Would Warren and Brandeis be Luddites?

Last week I taught “The Right to Privacy” by Warren and Brandeis. Their article was published in 1890 but is filled with sentiments and quotes that could be addressing technology today. The language is a bit aged but the ideas are still clear.

This could be about social media…

The intensity and complexity of life, attendant upon advancing civilization, have rendered necessary some retreat from the world, and man, under the refining influence of culture, has become more sensitive to publicity, so that solitude and privacy have become more essential to the individual; but modern enterprise and invention have, through invasions upon his privacy, subjected him to mental pain and distress, far greater than could be inflicted by mere bodily injury.

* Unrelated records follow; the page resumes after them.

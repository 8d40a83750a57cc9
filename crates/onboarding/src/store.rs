//! Storage seam for the authoritative onboarding record (PRD-42).
//!
//! The reconciler only ever reads the raw completion value and writes back
//! its monotonic maximum; everything else about the profile row is out of
//! its reach. The trait keeps the reconciler testable without a database.

use async_trait::async_trait;

use nutrisensia_core::types::{DbId, Percent, Timestamp};
use nutrisensia_db::repositories::ProfileRepo;
use nutrisensia_db::DbPool;

/// Errors from the remote progress store.
///
/// The reconciler absorbs these (read failures degrade to cache-only
/// behavior, write failures are logged and dropped); they surface only in
/// logs.
#[derive(Debug, thiserror::Error)]
pub enum StoreError {
    #[error("Database error: {0}")]
    Database(#[from] sqlx::Error),

    #[error("Store unavailable: {0}")]
    Unavailable(String),
}

/// Read/write access to the authoritative completion record.
#[async_trait]
pub trait ProgressStore: Send + Sync {
    /// Raw completion value for a user, `None` when no record exists.
    /// Legacy encodings (boolean, numeric string) are returned as-is.
    async fn fetch_completion(
        &self,
        user_id: DbId,
    ) -> Result<Option<serde_json::Value>, StoreError>;

    /// Upsert the completion percentage.
    ///
    /// Implementations must never touch the finalize timestamp; that field
    /// belongs to the explicit finalize action.
    async fn save_completion(
        &self,
        user_id: DbId,
        percent: Percent,
        updated_at: Timestamp,
    ) -> Result<(), StoreError>;
}

/// PostgreSQL-backed progress store over [`ProfileRepo`].
pub struct PgProgressStore {
    pool: DbPool,
}

impl PgProgressStore {
    pub fn new(pool: DbPool) -> Self {
        Self { pool }
    }
}

#[async_trait]
impl ProgressStore for PgProgressStore {
    async fn fetch_completion(
        &self,
        user_id: DbId,
    ) -> Result<Option<serde_json::Value>, StoreError> {
        Ok(ProfileRepo::fetch_completion(&self.pool, user_id).await?)
    }

    async fn save_completion(
        &self,
        user_id: DbId,
        percent: Percent,
        updated_at: Timestamp,
    ) -> Result<(), StoreError> {
        Ok(ProfileRepo::update_completion(&self.pool, user_id, percent, updated_at).await?)
    }
}
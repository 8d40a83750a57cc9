//! User profile entity model (PRD-08).

use serde::Serialize;
use sqlx::FromRow;

use nutrisensia_core::types::{DbId, Timestamp};

/// A row from the `user_profiles` table.
///
/// `onboarding_completed` is JSONB rather than a numeric column: the field
/// predates the percentage model and live rows still carry booleans and
/// numeric strings. Coercion happens in `nutrisensia_core::progress`, not
/// here.
///
/// `onboarding_completed_at` is written only by the explicit finalize
/// action; step progress never touches it.
#[derive(Debug, Clone, FromRow, Serialize)]
pub struct UserProfile {
    pub id: DbId,
    pub user_id: DbId,
    pub role: String,
    pub onboarding_completed: serde_json::Value,
    pub onboarding_completed_at: Option<Timestamp>,
    pub created_at: Timestamp,
    pub updated_at: Timestamp,
}
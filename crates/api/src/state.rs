use std::sync::Arc;

use nutrisensia_onboarding::SessionManager;

use crate::config::ServerConfig;

/// Shared application state available to all Axum handlers via `State<AppState>`.
///
/// This is cheaply cloneable (inner data is behind `Arc` or is already `Clone`).
#[derive(Clone)]
pub struct AppState {
    /// Database connection pool.
    pub pool: nutrisensia_db::DbPool,
    /// Server configuration.
    pub config: Arc<ServerConfig>,
    /// Live onboarding reconciler sessions.
    pub onboarding: Arc<SessionManager>,
}
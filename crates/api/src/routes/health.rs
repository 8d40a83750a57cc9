use axum::extract::State;
use axum::{routing::get, Json, Router};
use serde::Serialize;

use crate::state::AppState;

/// Health check response payload.
#[derive(Serialize)]
pub struct HealthResponse {
    /// Overall service status.
    pub status: &'static str,
    /// Crate version from Cargo.toml.
    pub version: &'static str,
    /// Whether the database is reachable.
    pub db_healthy: bool,
}

/// GET /health -- returns service and database health.
async fn health_check(State(state): State<AppState>) -> Json<HealthResponse> {
    let db_healthy = nutrisensia_db::health_check(&state.pool).await.is_ok();

    let status = if db_healthy { "ok" } else { "degraded" };

    Json(HealthResponse {
        status,
        version: env!("CARGO_PKG_VERSION"),
        db_healthy,
    })
}

/// Mount health check routes (intended for root-level, NOT under `/api/v1`).
pub fn router() -> Router<AppState> {
    Router::new().route("/health", get(health_check))
}
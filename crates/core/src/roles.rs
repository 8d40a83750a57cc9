//! Coaching roles (PRD-08).
//!
//! A user is onboarded either as a patient or as a nutritionist; the role
//! selects the onboarding step catalog and namespaces the progress cache.

use serde::{Deserialize, Serialize};

use crate::error::CoreError;

/// The two user roles on the coaching platform.
#[derive(Debug, Clone, Copy, PartialEq, Eq, Hash, Serialize, Deserialize)]
#[serde(rename_all = "snake_case")]
pub enum CoachingRole {
    Patient,
    Nutritionist,
}

impl CoachingRole {
    /// Parse a role string from the database.
    pub fn from_str_db(s: &str) -> Result<Self, CoreError> {
        match s {
            "patient" => Ok(Self::Patient),
            "nutritionist" => Ok(Self::Nutritionist),
            _ => Err(CoreError::Validation(format!(
                "Invalid coaching role '{s}'. Must be one of: patient, nutritionist"
            ))),
        }
    }

    /// Convert to a database-compatible string.
    pub fn as_str(&self) -> &'static str {
        match self {
            Self::Patient => "patient",
            Self::Nutritionist => "nutritionist",
        }
    }

    /// Human-readable label for the role.
    pub fn label(self) -> &'static str {
        match self {
            Self::Patient => "Patient",
            Self::Nutritionist => "Nutritionist",
        }
    }
}

// ---------------------------------------------------------------------------
// Tests
// ---------------------------------------------------------------------------
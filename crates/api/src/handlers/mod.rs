//! Request handlers.
//!
//! Handlers delegate to the reconciler session manager and the repositories
//! in `nutrisensia_db`, and map errors via [`AppError`](crate::error::AppError).

pub mod onboarding;
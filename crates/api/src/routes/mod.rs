pub mod health;
pub mod onboarding;

use axum::Router;

use crate::state::AppState;

/// Build the `/api/v1` route tree.
///
/// Route hierarchy:
///
/// ```text
/// /users/{user_id}/onboarding            get progress (get or create)
/// /users/{user_id}/onboarding/advance    mark step in progress (POST)
/// /users/{user_id}/onboarding/complete   mark step completed (POST)
/// /users/{user_id}/onboarding/skip       mark step skipped (POST)
/// /users/{user_id}/onboarding/finalize   stamp completion timestamp (POST)
/// ```
pub fn api_routes() -> Router<AppState> {
    Router::new().nest("/users/{user_id}/onboarding", onboarding::router())
}
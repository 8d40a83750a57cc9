//! Device-local progress cache (PRD-42).
//!
//! A best-effort, synchronous tier in front of the authoritative record.
//! Entries are serialized `OnboardingProgress` blobs keyed by user + role;
//! anything that fails to parse, or that belongs to a different user or
//! role, reads as absent. The cache can never be a source of regression:
//! the reconciler only consults it through the monotonic merge.

use std::collections::HashMap;
use std::sync::RwLock;

use nutrisensia_core::onboarding::OnboardingProgress;
use nutrisensia_core::roles::CoachingRole;
use nutrisensia_core::types::DbId;

/// Synchronous get/put of serialized progress, keyed by user + role.
pub trait ProgressCache: Send + Sync {
    /// The cached progress for a user/role, or `None` when absent or
    /// malformed. Never fails.
    fn get(&self, user_id: DbId, role: CoachingRole) -> Option<OnboardingProgress>;

    /// Store a progress snapshot. Best-effort; failures are logged.
    fn put(&self, progress: &OnboardingProgress);
}

/// In-process cache holding JSON blobs, the per-device tier for a single
/// backend instance.
pub struct MemoryProgressCache {
    entries: RwLock<HashMap<(DbId, CoachingRole), String>>,
}

impl MemoryProgressCache {
    pub fn new() -> Self {
        Self {
            entries: RwLock::new(HashMap::new()),
        }
    }
}

impl Default for MemoryProgressCache {
    fn default() -> Self {
        Self::new()
    }
}

impl ProgressCache for MemoryProgressCache {
    fn get(&self, user_id: DbId, role: CoachingRole) -> Option<OnboardingProgress> {
        let entries = match self.entries.read() {
            Ok(entries) => entries,
            Err(poisoned) => poisoned.into_inner(),
        };
        let blob = entries.get(&(user_id, role))?;

        let progress: OnboardingProgress = match serde_json::from_str(blob) {
            Ok(progress) => progress,
            Err(e) => {
                tracing::warn!(user_id, error = %e, "Discarding malformed progress cache entry");
                return None;
            }
        };
        if progress.user_id != user_id || progress.role != role {
            tracing::warn!(user_id, "Discarding progress cache entry for wrong user or role");
            return None;
        }
        Some(progress)
    }

    fn put(&self, progress: &OnboardingProgress) {
        let blob = match serde_json::to_string(progress) {
            Ok(blob) => blob,
            Err(e) => {
                tracing::warn!(user_id = progress.user_id, error = %e, "Failed to serialize progress for cache");
                return;
            }
        };
        let mut entries = match self.entries.write() {
            Ok(entries) => entries,
            Err(poisoned) => poisoned.into_inner(),
        };
        entries.insert((progress.user_id, progress.role), blob);
    }
}

// ---------------------------------------------------------------------------
// Tests
// ---------------------------------------------------------------------------
//! Per-application configuration

use serde::{Deserialize, Serialize};

/// Configuration block for one application
///
/// Embedded in an origin rule; the orchestrator hands it to every
/// module when the application is created.
#[derive(Debug, Clone, PartialEq, Eq, Serialize, Deserialize)]
pub struct ApplicationConfig {
    /// Plain application name (the part after `#` in the canonical name)
    pub name: String,
}

impl ApplicationConfig {
    /// Create an application config with the given name
    pub fn new(name: impl Into<String>) -> Self {
        Self { name: name.into() }
    }
}
//! The process-wide coordinator
//!
//! The orchestrator owns the virtual-host configuration tree, routes
//! stream requests to provider/publisher modules, reconciles incoming
//! configuration snapshots against running state, and resolves
//! client-facing names into concrete pull URLs.
//!
//! # Architecture
//!
//! ```text
//!                         Arc<Orchestrator>
//!            ┌──────────────────────────────────────┐
//!            │ vhosts:  RwLock<Vec<VirtualHost>>    │
//!            │ modules: RwLock<ModuleRegistry>      │
//!            │ ops:     Mutex (serializes mutation) │
//!            └────────────────┬─────────────────────┘
//!                             │
//!        ┌────────────────────┼─────────────────────┐
//!        │                    │                     │
//!        ▼                    ▼                     ▼
//!   [snapshot]          [pull request]        [media router]
//!   apply_origin_map    request_pull_stream   on_create_stream
//!        │                    │                     │
//!        └──► create/delete ──┴──► provider pull    └──► stream_map
//!             fan-out to modules
//! ```
//!
//! # Locking
//!
//! Two `RwLock`s guard the virtual-host tree and the module registry;
//! lock order is vhosts then modules, and neither is ever held across a
//! module callback. Instead, every fan-out snapshots the module list
//! first and performs the calls lock-free, so callbacks may re-enter
//! the read paths (name resolution, lookups) without deadlocking. The
//! `ops` mutex serializes the mutating operations so a reconcile is
//! atomic with respect to other reconciles and direct create/delete
//! calls. Configuration changes are rare; pull and resolution traffic
//! only takes short read locks.

mod apps;
mod observer;
mod pull;
mod reconcile;
mod resolve;

use std::collections::HashMap;
use std::sync::atomic::AtomicU32;
use std::sync::Arc;

use tokio::sync::{Mutex, RwLock};
use url::Url;

use crate::info::{ApplicationId, MIN_APPLICATION_ID};
use crate::module::{Module, ModuleKind, ModuleRegistry};
use crate::stats::{OrchestratorStats, StatCounters};
use crate::vhost::VirtualHost;

pub use apps::OperationResult;
pub use resolve::{parse_vhost_app_name, resolve_application_name};

/// The rule that caused a pull, for later stream attribution
enum OwnerRule {
    /// A location-based pull matched this origin
    Origin { location: String },
    /// An explicit-URL pull whose host matched this domain pattern
    Domain { name: String },
}

/// A successful pull waiting for the media router to report the stream
struct PendingPull {
    vhost_name: String,
    owner: OwnerRule,
    full_name: String,
    provider: Arc<dyn Module>,
}

/// Process-wide coordinator for providers, the media router,
/// transcoders, and publishers
///
/// Construct one per engine instance and share it via `Arc`; tests
/// instantiate independent coordinators.
pub struct Orchestrator {
    /// Virtual hosts in configuration order
    vhosts: RwLock<Vec<VirtualHost>>,

    /// Live modules
    modules: RwLock<ModuleRegistry>,

    /// Serializes reconciliation and application create/delete
    ops: Mutex<()>,

    /// Next application ID to hand out
    next_app_id: AtomicU32,

    /// Pulls awaiting stream attribution, keyed by (app id, stream name)
    pending_pulls: Mutex<HashMap<(ApplicationId, String), PendingPull>>,

    /// Activity counters
    counters: StatCounters,
}

impl Orchestrator {
    /// Create an orchestrator with no hosts and no modules
    pub fn new() -> Self {
        Self {
            vhosts: RwLock::new(Vec::new()),
            modules: RwLock::new(ModuleRegistry::new()),
            ops: Mutex::new(()),
            next_app_id: AtomicU32::new(MIN_APPLICATION_ID),
            pending_pulls: Mutex::new(HashMap::new()),
            counters: StatCounters::default(),
        }
    }

    /// Register a module
    ///
    /// Returns false if the same instance is already registered or the
    /// module does not declare a kind.
    pub async fn register_module(&self, module: Arc<dyn Module>) -> bool {
        self.modules.write().await.register(module)
    }

    /// Unregister a module
    ///
    /// Returns false if the module was never registered. Must not be
    /// called from within a create/delete fan-out.
    pub async fn unregister_module(&self, module: &Arc<dyn Module>) -> bool {
        self.modules.write().await.unregister(module)
    }

    /// First registered provider handling `scheme` (case-insensitive)
    pub async fn provider_for_scheme(&self, scheme: &str) -> Option<Arc<dyn Module>> {
        let modules = self.modules.read().await;

        modules
            .modules_of_kind(ModuleKind::Provider)
            .iter()
            .find(|m| {
                m.as_provider()
                    .is_some_and(|p| p.provider_kind().handles_scheme(scheme))
            })
            .cloned()
    }

    /// Provider handling the scheme of `url`
    pub async fn provider_for_url(&self, url: &Url) -> Option<Arc<dyn Module>> {
        self.provider_for_scheme(url.scheme()).await
    }

    /// Snapshot of the activity counters
    pub fn stats(&self) -> OrchestratorStats {
        self.counters.snapshot()
    }
}

impl Default for Orchestrator {
    fn default() -> Self {
        Self::new()
    }
}

#[cfg(test)]
mod tests {
    use super::*;
    use crate::module::testing::{Journal, RecordingProvider, RecordingRouter};
    use crate::module::ProviderKind;

    #[tokio::test]
    async fn test_register_and_lookup_provider() {
        let orchestrator = Orchestrator::new();
        let j = Journal::default();

        let rtmp: Arc<dyn Module> =
            Arc::new(RecordingProvider::new("rtmp", ProviderKind::Rtmp, &j));
        let rtsp: Arc<dyn Module> =
            Arc::new(RecordingProvider::new("rtsp", ProviderKind::RtspPull, &j));
        let router: Arc<dyn Module> = Arc::new(RecordingRouter::new("router", &j));

        assert!(orchestrator.register_module(Arc::clone(&rtmp)).await);
        assert!(orchestrator.register_module(Arc::clone(&rtsp)).await);
        assert!(orchestrator.register_module(router).await);

        let found = orchestrator.provider_for_scheme("RTSP").await.unwrap();
        assert_eq!(
            found.as_provider().unwrap().provider_kind(),
            ProviderKind::RtspPull
        );

        assert!(orchestrator.provider_for_scheme("webrtc").await.is_none());

        let url = Url::parse("rtmp://src/app/stream").unwrap();
        let by_url = orchestrator.provider_for_url(&url).await.unwrap();
        assert_eq!(
            by_url.as_provider().unwrap().provider_kind(),
            ProviderKind::Rtmp
        );
    }

    #[tokio::test]
    async fn test_double_register_rejected() {
        let orchestrator = Orchestrator::new();
        let j = Journal::default();

        let rtmp: Arc<dyn Module> =
            Arc::new(RecordingProvider::new("rtmp", ProviderKind::Rtmp, &j));

        assert!(orchestrator.register_module(Arc::clone(&rtmp)).await);
        assert!(!orchestrator.register_module(Arc::clone(&rtmp)).await);
        assert!(orchestrator.unregister_module(&rtmp).await);
        assert!(!orchestrator.unregister_module(&rtmp).await);
    }
}
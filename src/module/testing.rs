//! Recording mock modules shared by unit tests
//!
//! Every mock appends to a shared journal so tests can assert global
//! fan-out ordering across modules.

use std::sync::{Arc, Mutex};

use async_trait::async_trait;
use url::Url;

use crate::info::{ApplicationInfo, StreamInfo};

use super::kind::{ModuleKind, ProviderKind};
use super::traits::{MediaRouterModule, Module, ProviderModule, StreamObserver};

/// Shared, ordered event log
pub(crate) type Journal = Arc<Mutex<Vec<String>>>;

/// Route tracing output through the test harness; safe to call repeatedly
pub(crate) fn init_tracing() {
    let _ = tracing_subscriber::fmt()
        .with_env_filter(tracing_subscriber::EnvFilter::from_default_env())
        .with_test_writer()
        .try_init();
}

/// Drain the journal into a plain vector
pub(crate) fn drain(journal: &Journal) -> Vec<String> {
    std::mem::take(&mut *journal.lock().unwrap())
}

/// A plain module of any kind that records its callbacks
pub(crate) struct RecordingModule {
    label: String,
    kind: ModuleKind,
    journal: Journal,
    fail_create: bool,
}

impl RecordingModule {
    pub(crate) fn new(label: impl Into<String>, kind: ModuleKind, journal: &Journal) -> Self {
        Self {
            label: label.into(),
            kind,
            journal: Arc::clone(journal),
            fail_create: false,
        }
    }

    /// A module whose `on_create_application` always rejects
    pub(crate) fn failing_create(
        label: impl Into<String>,
        kind: ModuleKind,
        journal: &Journal,
    ) -> Self {
        Self {
            fail_create: true,
            ..Self::new(label, kind, journal)
        }
    }

    fn record(&self, event: &str, app: &ApplicationInfo) {
        self.journal
            .lock()
            .unwrap()
            .push(format!("{}:{}:{}", self.label, event, app.full_name));
    }
}

#[async_trait]
impl Module for RecordingModule {
    fn kind(&self) -> ModuleKind {
        self.kind
    }

    async fn on_create_application(&self, app: &ApplicationInfo) -> bool {
        self.record("create", app);
        !self.fail_create
    }

    async fn on_delete_application(&self, app: &ApplicationInfo) -> bool {
        self.record("delete", app);
        true
    }
}

/// One recorded pull request
#[derive(Debug, Clone, PartialEq, Eq)]
pub(crate) struct PullRecord {
    pub(crate) app_full_name: String,
    pub(crate) stream_name: String,
    pub(crate) url: String,
    pub(crate) offset: i64,
}

/// A provider that records pulls and accepts or rejects them wholesale
pub(crate) struct RecordingProvider {
    label: String,
    provider_kind: ProviderKind,
    journal: Journal,
    accept_pull: bool,
    pulls: Mutex<Vec<PullRecord>>,
}

impl RecordingProvider {
    pub(crate) fn new(label: impl Into<String>, kind: ProviderKind, journal: &Journal) -> Self {
        Self {
            label: label.into(),
            provider_kind: kind,
            journal: Arc::clone(journal),
            accept_pull: true,
            pulls: Mutex::new(Vec::new()),
        }
    }

    /// A provider that rejects every pull
    pub(crate) fn rejecting(
        label: impl Into<String>,
        kind: ProviderKind,
        journal: &Journal,
    ) -> Self {
        Self {
            accept_pull: false,
            ..Self::new(label, kind, journal)
        }
    }

    pub(crate) fn pulls(&self) -> Vec<PullRecord> {
        self.pulls.lock().unwrap().clone()
    }
}

#[async_trait]
impl Module for RecordingProvider {
    fn kind(&self) -> ModuleKind {
        ModuleKind::Provider
    }

    async fn on_create_application(&self, app: &ApplicationInfo) -> bool {
        self.journal
            .lock()
            .unwrap()
            .push(format!("{}:create:{}", self.label, app.full_name));
        true
    }

    async fn on_delete_application(&self, app: &ApplicationInfo) -> bool {
        self.journal
            .lock()
            .unwrap()
            .push(format!("{}:delete:{}", self.label, app.full_name));
        true
    }

    fn as_provider(&self) -> Option<&dyn ProviderModule> {
        Some(self)
    }
}

#[async_trait]
impl ProviderModule for RecordingProvider {
    fn provider_kind(&self) -> ProviderKind {
        self.provider_kind
    }

    async fn pull_stream(
        &self,
        app: &ApplicationInfo,
        stream_name: &str,
        url: &Url,
        offset: i64,
    ) -> bool {
        self.journal
            .lock()
            .unwrap()
            .push(format!("{}:pull:{}", self.label, url));
        self.pulls.lock().unwrap().push(PullRecord {
            app_full_name: app.full_name.clone(),
            stream_name: stream_name.to_string(),
            url: url.to_string(),
            offset,
        });
        self.accept_pull
    }
}

/// A media router that records callbacks and lets tests fire stream
/// birth/death at registered observers
pub(crate) struct RecordingRouter {
    label: String,
    journal: Journal,
    observers: Mutex<Vec<(ApplicationInfo, Arc<dyn StreamObserver>)>>,
}

impl RecordingRouter {
    pub(crate) fn new(label: impl Into<String>, journal: &Journal) -> Self {
        Self {
            label: label.into(),
            journal: Arc::clone(journal),
            observers: Mutex::new(Vec::new()),
        }
    }

    pub(crate) fn observer_count(&self) -> usize {
        self.observers.lock().unwrap().len()
    }

    fn observer_for(&self, app_id: u32) -> Option<Arc<dyn StreamObserver>> {
        self.observers
            .lock()
            .unwrap()
            .iter()
            .find(|(app, _)| app.id == app_id)
            .map(|(_, observer)| Arc::clone(observer))
    }

    /// Deliver `on_create_stream` to the observer registered for `app_id`
    pub(crate) async fn fire_create_stream(&self, app_id: u32, stream: &StreamInfo) -> bool {
        match self.observer_for(app_id) {
            Some(observer) => observer.on_create_stream(stream).await,
            None => false,
        }
    }

    /// Deliver `on_delete_stream` to the observer registered for `app_id`
    pub(crate) async fn fire_delete_stream(&self, app_id: u32, stream: &StreamInfo) -> bool {
        match self.observer_for(app_id) {
            Some(observer) => observer.on_delete_stream(stream).await,
            None => false,
        }
    }
}

#[async_trait]
impl Module for RecordingRouter {
    fn kind(&self) -> ModuleKind {
        ModuleKind::MediaRouter
    }

    async fn on_create_application(&self, app: &ApplicationInfo) -> bool {
        self.journal
            .lock()
            .unwrap()
            .push(format!("{}:create:{}", self.label, app.full_name));
        true
    }

    async fn on_delete_application(&self, app: &ApplicationInfo) -> bool {
        self.journal
            .lock()
            .unwrap()
            .push(format!("{}:delete:{}", self.label, app.full_name));
        // Registration dies with the application
        self.observers
            .lock()
            .unwrap()
            .retain(|(registered, _)| registered.id != app.id);
        true
    }

    fn as_media_router(&self) -> Option<&dyn MediaRouterModule> {
        Some(self)
    }
}

#[async_trait]
impl MediaRouterModule for RecordingRouter {
    async fn register_observer(
        &self,
        app: &ApplicationInfo,
        observer: Arc<dyn StreamObserver>,
    ) -> bool {
        self.journal
            .lock()
            .unwrap()
            .push(format!("{}:observe:{}", self.label, app.full_name));
        self.observers
            .lock()
            .unwrap()
            .push((app.clone(), observer));
        true
    }
}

And their fear of technology

“Instantaneous photographs and newspaper enterprise have invaded the sacred precincts of private and domestic life; and numerous mechanical devices threaten to make good the prediction that ” what is whispered in the closet shall be proclaimed from the house-tops.”

There is lots more. Their work reflects ideas found in The Shallows by Nicholas Carr or any of the later books by Sherry Turkle. People who we generally see, to a varying degree, as anti-technology. Usually when people go against the current technology we throw about the pejorative term Luddite!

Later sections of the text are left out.